Finally, the court dismissed sua sponte the claims against the
CCA and District employees because Brown did not serve
them. Id. at *4.
Brown appeals the decision in all respects. The district
court exercised jurisdiction over this case pursuant to 28
U.S.C. § 1331, and we have jurisdiction under 28 U.S.C.
§ 1291. Our review is de novo. Browning v. Clinton, 292
F.3d 235, 242 (D.C. Cir. 2002) (dismissal for failure to state a
claim); Second Amendment Found. v. U.S. Conference of
Mayors, 274 F.3d 521, 523 (D.C. Cir. 2001) (dismissal for
lack of personal jurisdiction). “[W]hen ruling on a
defendant’s motion to dismiss, a judge must accept as true all
of the factual allegations contained in the complaint.”
Erickson, 127 S. Ct. at 2200. Moreover, “[a] document filed
pro se is to be liberally construed . . . and a pro se complaint,
however inartfully pleaded, must be held to less stringent
standards than formal pleadings drafted by lawyers.” Id.
(internal quotation marks and citations omitted).
7
II.
Brown argues that the district court erred in dismissing
his claims against the District for alleged failures of medical
care. We agree.
A.
A municipality is a “person” subject to suit under 42
U.S.C. § 1983, although its liability is limited. Monell v.

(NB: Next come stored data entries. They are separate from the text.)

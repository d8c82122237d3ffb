//! Create a desktop shortcut that plays a title through this binary.

use async_trait::async_trait;
use std::path::PathBuf;

use crate::cli::commands::title;
use crate::cli::types::LinkArgs;
use crate::domain::directive::{AsyncDirective, RequestDirective};
use crate::domain::error::{ClifpError, CoreError, LinkError};
use crate::services::core::Core;
use crate::services::driver::Command;

const USAGE: &str = "Usage:\n\
    link <options>\n\n\
    Options:\n\
    -i | --id: UUID of title to make a shortcut for\n\
    -t | --title: Title to make a shortcut for\n\
    -T | --title-strict: Same as -t, but exact matches only\n\
    -s | --subtitle: Name of additional-app under the title to make a shortcut for\n\
    -S | --subtitle-strict: Same as -s, but exact matches only\n\
    -r | --random: Make a shortcut for a random title (all/any, game/arcade, animation/theatre)\n\
    -p | --path: Directory to place the shortcut in\n\
    -n | --name: Name of the shortcut";

pub struct LinkCommand {
    args: LinkArgs,
}

impl LinkCommand {
    pub const NAME: &'static str = "link";

    pub fn new(args: LinkArgs) -> Self {
        Self { args }
    }

    async fn shortcut_dir(&self, core: &Core) -> Result<Option<PathBuf>, ClifpError> {
        if let Some(path) = &self.args.path {
            return Ok(Some(path.clone()));
        }

        let starting = dirs::desktop_dir()
            .or_else(dirs::home_dir)
            .unwrap_or_else(|| PathBuf::from("."));
        let response = core
            .directorate()
            .post_request(RequestDirective::ExistingDir {
                caption: "Select shortcut directory".into(),
                starting_dir: starting.display().to_string(),
            })
            .await;

        match response.as_text() {
            Some(text) if !text.is_empty() => Ok(Some(PathBuf::from(text))),
            _ => Ok(None),
        }
    }
}

/// Write a freedesktop launcher entry.
#[cfg(unix)]
fn write_shortcut(dir: &PathBuf, name: &str, id: uuid::Uuid) -> Result<PathBuf, LinkError> {
    use std::os::unix::fs::PermissionsExt;

    if !dir.is_dir() {
        return Err(LinkError::InvalidPath(dir.display().to_string()));
    }

    let exe = std::env::current_exe()
        .map_err(|e| LinkError::ShortcutCreationFailed(e.to_string()))?;
    let path = dir.join(format!("{name}.desktop"));
    let content = format!(
        "[Desktop Entry]\n\
         Type=Application\n\
         Name={name}\n\
         Comment=Play {name} via Flashpoint\n\
         Exec=\"{}\" play -i {id}\n\
         Terminal=false\n\
         Categories=Game;\n",
        exe.display()
    );

    std::fs::write(&path, content)
        .map_err(|e| LinkError::ShortcutCreationFailed(e.to_string()))?;
    std::fs::set_permissions(&path, std::fs::Permissions::from_mode(0o755))
        .map_err(|e| LinkError::ShortcutCreationFailed(e.to_string()))?;
    Ok(path)
}

#[cfg(not(unix))]
fn write_shortcut(dir: &PathBuf, _name: &str, _id: uuid::Uuid) -> Result<PathBuf, LinkError> {
    Err(LinkError::ShortcutCreationFailed(format!(
        "shortcut creation is not supported on this platform ({})",
        dir.display()
    )))
}

#[async_trait]
impl Command for LinkCommand {
    fn name(&self) -> &'static str {
        Self::NAME
    }

    async fn perform(&mut self, core: &mut Core) -> Result<(), ClifpError> {
        if self.args.help {
            core.directorate().post_async(AsyncDirective::Message {
                text: USAGE.into(),
                selectable: false,
            });
            return Ok(());
        }

        core.set_status("Linking", "Resolving title");

        let id = title::resolve_title_id(core, &self.args.title).await?;
        let db = core.fp_install().database().clone();

        let default_name = if let Some(game) = db.game_by_id(id).await? {
            game.title
        } else if let Some(add_app) = db.add_app_by_id(id).await? {
            let parent = db
                .game_by_id(add_app.parent_id)
                .await?
                .ok_or(CoreError::TitleNotFound)?;
            format!("{} ({})", parent.title, add_app.name)
        } else {
            return Err(CoreError::TitleNotFound.into());
        };
        let name = self.args.name.clone().unwrap_or(default_name);

        let Some(dir) = self.shortcut_dir(core).await? else {
            core.directorate()
                .log_event("Shortcut directory selection was canceled by the user.");
            return Err(ClifpError::Cancelled);
        };

        let path = write_shortcut(&dir, &name, id)?;
        core.directorate()
            .log_event(&format!("Created shortcut at {}", path.display()));
        core.directorate().post_async(AsyncDirective::Message {
            text: format!("Created shortcut \"{name}\""),
            selectable: false,
        });
        Ok(())
    }
}

#[cfg(all(test, unix))]
mod tests {
    use super::*;

    #[test]
    fn test_write_shortcut_creates_desktop_entry() {
        let dir = tempfile::tempdir().unwrap();
        let id = uuid::Uuid::parse_str("11111111-2222-3333-4444-555555555555").unwrap();

        let path = write_shortcut(&dir.path().to_path_buf(), "Interactive Buddy", id).unwrap();
        let content = std::fs::read_to_string(&path).unwrap();
        assert!(content.starts_with("[Desktop Entry]"));
        assert!(content.contains("play -i 11111111-2222-3333-4444-555555555555"));
        assert!(content.contains("Name=Interactive Buddy"));
    }

    #[test]
    fn test_write_shortcut_rejects_missing_dir() {
        let id = uuid::Uuid::new_v4();
        let err = write_shortcut(&PathBuf::from("/nonexistent/desktop"), "X", id).unwrap_err();
        assert!(matches!(err, LinkError::InvalidPath(_)));
    }
}
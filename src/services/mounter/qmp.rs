//! Mount via a QMP session against the bundled emulator.
//!
//! The session handshakes capabilities, then issues a `blockdev-add` and
//! `device_add` pair carrying a generated drive id and serial. QMP is
//! newline-delimited JSON; asynchronous event lines are skipped while waiting
//! for command acknowledgements.

use async_trait::async_trait;
use serde_json::{json, Value};
use std::time::Duration;
use tokio::io::{AsyncBufReadExt, AsyncWriteExt, BufReader, Lines};
use tokio::net::tcp::{OwnedReadHalf, OwnedWriteHalf};
use tokio::net::TcpStream;
use tokio::time::timeout;

use crate::domain::error::{ClifpError, QmpMounterError};
use crate::services::director::Directorate;
use crate::services::mounter::Mounter;
use crate::services::task::StopToken;

pub const DEFAULT_QMP_PORT: u16 = 22501;

pub struct QmpMounter {
    dirate: Directorate,
    port: u16,
    file_path: String,
    drive_id: String,
    drive_serial: String,
    command_timeout: Duration,
    stop: StopToken,
}

struct QmpSession {
    reader: Lines<BufReader<OwnedReadHalf>>,
    writer: OwnedWriteHalf,
    command_timeout: Duration,
}

impl QmpSession {
    async fn read_json(&mut self) -> Result<Value, QmpMounterError> {
        loop {
            let line = timeout(self.command_timeout, self.reader.next_line())
                .await
                .map_err(|_| QmpMounterError::Communication("response timeout".into()))?
                .map_err(|e| QmpMounterError::Communication(e.to_string()))?
                .ok_or_else(|| QmpMounterError::Communication("connection closed".into()))?;

            if line.trim().is_empty() {
                continue;
            }
            let value: Value = serde_json::from_str(&line)
                .map_err(|e| QmpMounterError::Communication(e.to_string()))?;

            // Interleaved events are not command responses.
            if value.get("event").is_some() {
                continue;
            }
            return Ok(value);
        }
    }

    async fn execute(&mut self, command: &str, arguments: Option<Value>) -> Result<Value, QmpMounterError> {
        let mut message = json!({ "execute": command });
        if let Some(args) = arguments {
            message["arguments"] = args;
        }
        let mut line = message.to_string();
        line.push('\n');

        timeout(self.command_timeout, self.writer.write_all(line.as_bytes()))
            .await
            .map_err(|_| QmpMounterError::Communication("send timeout".into()))?
            .map_err(|e| QmpMounterError::Communication(e.to_string()))?;

        let response = self.read_json().await?;
        if let Some(error) = response.get("error") {
            let class = error.get("class").and_then(Value::as_str).unwrap_or("?");
            let desc = error.get("desc").and_then(Value::as_str).unwrap_or("?");
            return Err(QmpMounterError::Command(format!(
                "Command {command} - [{class}] \"{desc}\""
            )));
        }
        Ok(response)
    }
}

impl QmpMounter {
    pub const NAME: &'static str = "MounterQmp";

    pub fn new(
        dirate: Directorate,
        port: u16,
        file_path: impl Into<String>,
        drive_id: impl Into<String>,
        drive_serial: impl Into<String>,
        command_timeout: Duration,
    ) -> Self {
        Self {
            dirate,
            port,
            file_path: file_path.into(),
            drive_id: drive_id.into(),
            drive_serial: drive_serial.into(),
            command_timeout,
            stop: StopToken::new(),
        }
    }

    async fn connect(&self) -> Result<QmpSession, QmpMounterError> {
        let stream = timeout(
            self.command_timeout,
            TcpStream::connect(("127.0.0.1", self.port)),
        )
        .await
        .map_err(|_| QmpMounterError::Connection("connect timeout".into()))?
        .map_err(|e| QmpMounterError::Connection(e.to_string()))?;

        let (read_half, writer) = stream.into_split();
        let mut session = QmpSession {
            reader: BufReader::new(read_half).lines(),
            writer,
            command_timeout: self.command_timeout,
        };

        let greeting = session.read_json().await?;
        let version = greeting
            .pointer("/QMP/version/qemu")
            .map_or_else(|| "unknown".to_string(), Value::to_string);
        self.dirate
            .log_event(&format!("QMP connected to QEMU version: {version}"));

        session.execute("qmp_capabilities", None).await?;
        Ok(session)
    }

    async fn run_mount(&self) -> Result<(), ClifpError> {
        self.dirate.log_event("Connecting to FP QEMU instance...");
        let mut session = self.connect().await?;

        self.dirate.log_event(&format!(
            "Mount Info: {{.filePath = \"{}\", .driveId = \"{}\", .driveSerial = \"{}\"}}",
            self.file_path, self.drive_id, self.drive_serial
        ));
        self.dirate
            .log_event("Creating data pack mount point on QEMU instance...");

        session
            .execute(
                "blockdev-add",
                Some(json!({
                    "node-name": self.drive_id,
                    "driver": "raw",
                    "read-only": true,
                    "file": { "driver": "file", "filename": self.file_path }
                })),
            )
            .await?;

        session
            .execute(
                "device_add",
                Some(json!({
                    "driver": "virtio-blk-pci",
                    "drive": self.drive_id,
                    "id": self.drive_id,
                    "serial": self.drive_serial
                })),
            )
            .await?;

        self.dirate
            .log_event("Disconnecting from FP QEMU instance...");
        Ok(())
    }
}

#[async_trait]
impl Mounter for QmpMounter {
    fn name(&self) -> &'static str {
        Self::NAME
    }

    async fn mount(&mut self) -> Result<(), ClifpError> {
        tokio::select! {
            result = self.run_mount() => result,
            () = self.stop.triggered() => Err(ClifpError::Cancelled),
        }
    }

    fn abort(&self) {
        self.stop.request();
    }
}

Dep’t of Soc. Servs. of City of N.Y., 436 U.S. 658 (1978). To
determine whether a plaintiff can hold a municipality liable
under § 1983, we must answer two questions. “First, the
court must determine whether the complaint states a claim for
a predicate constitutional violation. Second, if so, then the
court must determine whether the complaint states a claim
that a custom or policy of the municipality caused the
violation.” Baker v. District of Columbia, 326 F.3d 1302,
1306 (D.C. Cir. 2003) (citing Collins v. City of Harker
Heights, 503 U.S. 115, 120 (1992)).
Brown’s complaint alleges a violation of the Eighth
Amendment’s prohibition against “cruel and unusual
punishments.” U.S. CONST. amend. VIII. The Supreme
Court has placed within the ambit of this prohibition
“punishments . . . which involve the unnecessary and wanton
infliction of pain.” Estelle v. Gamble, 429 U.S. 97, 102-03
(1976). When a prisoner claims that his custodian has
violated the Eighth Amendment by failing to provide
adequate medical care, he “must allege acts or omissions
sufficiently harmful to evidence deliberate indifference to
serious medical needs.” Id. at 106. One example of such
“deliberate indifference” is a prison doctor or official who
“intentionally den[ies] or delay[s] access to medical care or
intentionally interfere[s] with the treatment once prescribed.”
8
Id. at 105. A claim of negligence is insufficient. Id. at 105-
06.
The court must next determine whether the plaintiff has
alleged facts sufficient to hold the municipality liable. Under
Monell, “a local government may not be sued under § 1983
for an injury inflicted by its employees or agents. Instead, it
is when execution of a government’s policy or custom . . .
inflicts the injury that the government as an entity is
responsible under § 1983.” 436 U.S. at 694. We have found
a number of ways a municipality can adopt a policy or custom
that might create liability, see Baker, 326 F.3d at 1306;
Warren v. District of Columbia, 353 F.3d 36, 39 (D.C. Cir.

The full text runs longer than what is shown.